Un apocalipsis cercano, familiar.
Esa dimensión casi fantástica del film de Williams, lograda a partir del simple registro de lo real, es uno de sus logros evidentes, nueva demostración de la capacidad del cine de transformar radicalmente aquello que atraviesa el lente de la cámara.
Ningún espectador familiarizado con el cine producido por fuera de los mecanismos y plataformas industriales se llevará sorpresa alguna al término de la proyección de El auge del humano, el primer largometraje del argentino Eduardo Williams luego de una buena cantidad de cortometrajes, realizados en la más completa independencia económica y creativa. Y, sin embargo, la película no deja de resultar sorprendente: su sentido último (si es que lo tiene) es tan esquivo y proteico como esas imágenes subterráneas de un hormiguero que permiten conectar dos de las tres “historias” que la integran. La idea de conexión es, precisamente, uno de los elementos centrales en la construcción de las diversas texturas de la película. O la falta de él: la desconexión. No es casual que las criaturas que caminan en la creación de Williams sean jóvenes que configuran una parte de su vida alrededor del uso de una computadora o un teléfono celular, previa conexión a Internet. “¿Hay un cibercafé por acá?”, preguntará casi una docena de veces la protagonista del relato que cierra el film, una chica de una zona poco urbanizada de Filipinas.
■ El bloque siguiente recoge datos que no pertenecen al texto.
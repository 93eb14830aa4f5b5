//! A minimal file-path resolver standing in for the catalog (spec.md
//! §1 excludes "the catalog persistence format" as an external
//! collaborator; this crate only needs the narrow seam the WAL
//! replayer calls through — [`vertexdb_durability::ReplayTarget`]).
//!
//! [`Catalog`] maps a [`StorageStructureId`] to a deterministic path
//! under the database's data directory and lazily opens (and caches)
//! the backing [`FileHandle`]. It does not persist table schemas,
//! property types, or table names — those belong to the planner-side
//! catalog this crate stubs out (SPEC_FULL.md §2: "`vertexdb` (root)
//! ... stub collaborators (catalog, planner input shape)").

use std::path::{Path, PathBuf};
use std::sync::Arc;

use dashmap::DashMap;

use vertexdb_core::structure_id::{ListFileType, ListType, RelDirection, StorageStructureId};
use vertexdb_core::Result;
use vertexdb_durability::ReplayTarget;
use vertexdb_storage::FileHandle;

/// Resolves [`StorageStructureId`]s to open [`FileHandle`]s, one per
/// distinct on-disk file, under a single data directory.
///
/// Cheap to clone: the open-file cache is reference-counted, so the
/// same `Catalog` can be handed to a [`vertexdb_concurrency::TransactionManager`]
/// (which owns its `ReplayTarget` by value) while the [`crate::Database`]
/// keeps its own handle for opening files outside a transaction.
#[derive(Clone)]
pub struct Catalog {
    inner: Arc<CatalogInner>,
}

struct CatalogInner {
    data_dir: PathBuf,
    page_size: usize,
    files: DashMap<StorageStructureId, Arc<FileHandle>>,
}

impl Catalog {
    /// Roots a new catalog at `data_dir`. The directory must already
    /// exist; [`crate::Database::open`] creates it.
    pub fn new(data_dir: impl Into<PathBuf>, page_size: usize) -> Self {
        Catalog {
            inner: Arc::new(CatalogInner {
                data_dir: data_dir.into(),
                page_size,
                files: DashMap::new(),
            }),
        }
    }

    /// The data directory this catalog resolves paths under.
    pub fn data_dir(&self) -> &Path {
        &self.inner.data_dir
    }

    /// Opens (if not already open) and returns the file backing
    /// `structure`.
    pub fn file_for(&self, structure: StorageStructureId) -> Result<Arc<FileHandle>> {
        if let Some(existing) = self.inner.files.get(&structure) {
            return Ok(Arc::clone(existing.value()));
        }
        let path = self.inner.data_dir.join(file_name(structure));
        let handle = Arc::new(FileHandle::open(&path, self.inner.page_size)?);
        self.inner.files.insert(structure, Arc::clone(&handle));
        Ok(handle)
    }
}

impl ReplayTarget for Catalog {
    fn file_for(&self, structure: StorageStructureId) -> Result<Arc<FileHandle>> {
        Catalog::file_for(self, structure)
    }
}

/// Builds a deterministic, human-legible file name for a storage
/// structure. Real table/property names live in the stubbed-out
/// planner-side catalog; here we only need stability and uniqueness
/// per distinct structure, matching spec.md §6 ("Per-column file +
/// optional overflow file for every structured node/relationship
/// property"; "Per-list file + metadata file + headers file + optional
/// overflow file for every list-shaped property or adjacency
/// structure").
fn file_name(structure: StorageStructureId) -> String {
    match structure {
        StorageStructureId::StructuredNodePropertyColumn {
            table_id,
            property_id,
            is_overflow,
        } => {
            let suffix = if is_overflow { ".ovf" } else { ".col" };
            format!("t{}-p{}{suffix}", table_id.0, property_id)
        }
        StorageStructureId::Lists {
            table_id,
            list_type,
            file_type,
            direction,
            property_id,
            is_overflow,
        } => {
            let list_type = match list_type {
                ListType::UnstructuredNodeProperty => "uprop",
                ListType::Adj => "adj",
                ListType::RelProperty => "rprop",
            };
            let file_type = match file_type {
                ListFileType::Headers => "headers",
                ListFileType::Metadata => "metadata",
                ListFileType::BaseLists => "data",
            };
            let direction = match direction {
                Some(RelDirection::Forward) => "-fwd",
                Some(RelDirection::Backward) => "-bwd",
                None => "",
            };
            let property = property_id.map(|p| format!("-p{p}")).unwrap_or_default();
            let suffix = if is_overflow { ".ovf" } else { ".lst" };
            format!("t{}-{list_type}{direction}{property}-{file_type}{suffix}", table_id.0)
        }
        StorageStructureId::NodeIndex { table_id, is_overflow } => {
            let suffix = if is_overflow { ".ovf" } else { ".idx" };
            format!("t{}-index{suffix}", table_id.0)
        }
    }
}

#[cfg(test)]
mod tests {
    use super::*;
    use vertexdb_core::ids::TableId;

    #[test]
    fn file_names_are_stable_and_distinct() {
        let a = StorageStructureId::StructuredNodePropertyColumn {
            table_id: TableId(1),
            property_id: 0,
            is_overflow: false,
        };
        let b = StorageStructureId::StructuredNodePropertyColumn {
            table_id: TableId(1),
            property_id: 1,
            is_overflow: false,
        };
        assert_ne!(file_name(a), file_name(b));
        assert_eq!(file_name(a), file_name(a));
    }

    #[test]
    fn catalog_caches_file_handles() {
        let dir = tempfile::tempdir().unwrap();
        let catalog = Catalog::new(dir.path(), 4096);
        let structure = StorageStructureId::NodeIndex {
            table_id: TableId(3),
            is_overflow: false,
        };
        let first = catalog.file_for(structure).unwrap();
        let second = catalog.file_for(structure).unwrap();
        assert!(Arc::ptr_eq(&first, &second));
    }
}
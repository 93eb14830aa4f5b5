//! Page size and other tunables shared across the storage, durability,
//! and execution crates.

/// Default page size in bytes: 4 KiB, matching the original engine's
/// `DEFAULT_PAGE_SIZE` and the common OS page size.
pub const DEFAULT_PAGE_SIZE: usize = 4096;

/// Smallest page size this crate will accept. Below this, the
/// per-page PIP (page-index-page) overhead dominates.
pub const MIN_PAGE_SIZE: usize = 1024;

/// Largest page size this crate will accept.
pub const MAX_PAGE_SIZE: usize = 65536;

/// Number of nodes per CSR chunk in lists storage (spec.md §4.6): lists
/// storage groups adjacency/property lists into fixed-size chunks of
/// 512 consecutive node offsets for the small-list CSR layout.
pub const LISTS_CHUNK_SIZE: u64 = 512;

/// Validates a requested page size against [`MIN_PAGE_SIZE`]..=[`MAX_PAGE_SIZE`]
/// and requires it be a power of two, since the buffer manager uses
/// shifts rather than division to compute page offsets.
pub fn validate_page_size(page_size: usize) -> crate::Result<()> {
    if page_size < MIN_PAGE_SIZE || page_size > MAX_PAGE_SIZE {
        return Err(crate::Error::storage(format!(
            "page size {page_size} out of range [{MIN_PAGE_SIZE}, {MAX_PAGE_SIZE}]"
        )));
    }
    if !page_size.is_power_of_two() {
        return Err(crate::Error::storage(format!(
            "page size {page_size} is not a power of two"
        )));
    }
    Ok(())
}

/// Storage-wide configuration, mirroring the teacher's
/// `StorageConfig`-style struct: one small, `Default`-able struct per
/// subsystem rather than a single monolithic settings object.
#[derive(Debug, Clone, PartialEq, Eq)]
pub struct StorageConfig {
    /// Page size in bytes. Must satisfy [`validate_page_size`].
    pub page_size: usize,
    /// Maximum number of frames the buffer manager may hold resident.
    pub buffer_pool_capacity: usize,
    /// Number of WAL bytes appended before a checkpoint is triggered
    /// automatically. `None` disables automatic checkpointing.
    pub checkpoint_wal_threshold_bytes: Option<u64>,
}

impl Default for StorageConfig {
    fn default() -> Self {
        StorageConfig {
            page_size: DEFAULT_PAGE_SIZE,
            buffer_pool_capacity: 1024,
            checkpoint_wal_threshold_bytes: Some(64 * 1024 * 1024),
        }
    }
}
En el primer segmento, rodado en un 16mm de enorme grano y muchas veces forzando el límite de la sensibilidad de la emulsión, un joven surge de las penumbras de su casa, en algún lugar del conurbano bonaerense, y se dirige hacia su trabajo como repositor en un supermercado mayorista. Las imágenes de las calles, inundadas luego de una intensa lluvia, adquieren una dimensión casi apocalíptica; un apocalipsis cercano, familiar, cotidiano incluso, al menos para todo aquel que habita zonas anegables. Esa dimensión casi fantástica, lograda a partir del simple registro de la realidad, es uno de los logros evidentes de la película, nueva demostración de la capacidad del cine de transformar ligera o radicalmente aquello que atraviesa el lente de la cámara. Más tarde, el encuentro con unos amigos incluye ciertas prácticas eróticas que, por un lado, poseen una cualidad definidamente lúdica y, por el otro, se revelan como una sencilla estrategia de supervivencia económica. En esa indefinición, que puede ser de índole sexual pero esencialmente está ligada a la representación, al sentido de las imágenes, El auge del humano también ofrece más incógnitas que respuestas.
¿Qué puede unir a esos chicos argentinos con un grupo de amigos de Mozambique, a quienes Williams sigue con su cámara en el segundo capítulo? Hace rato que el concepto de “aldea global” ha caído en desuso, reemplazado por una realidad concreta que ha asimilado por completo tanto sus utopías como las premoniciones más oscuras. África podrá estar muy lejos de Sudamérica y sus condiciones no necesariamente serán similares, pero las equivalencias son muchas. Este segmento se aleja aún más de la débil línea narrativa del anterior para hacer más explícita cierta sensación de desconexión, de aburrimiento, quizás de alienación, aunque atravesada aquí y allá por momentos de excitación, de movimiento y vitalidad.
La placidez del último tramo, registrado en prístino soporte digital, abandona cualquier atisbo de arco dramático y sigue a una muchacha desde lo profundo de un ámbito selvático a la frescura de un baño comunal. A pesar de lo idílico y agreste del entorno, la preocupación por conectarse al celular es creciente. Que El auge del humano termine con un extenso plano fijo de lo que parece una habitación de testeo de chips no parece ser tanto una ironía o una sorpresiva bajada de línea, como el cierre lógico de una película que describe y expone, pero nunca enuncia. Al menos no de una manera directa o transparente. Los lauros obtenidos en distintos festivales cinematográficos parecen confirmar que los jurados decidieron premiar la búsqueda incansable de una película que nunca se amolda, que cambia constantemente de forma, que parece siempre a punto de atrapar algo inasible.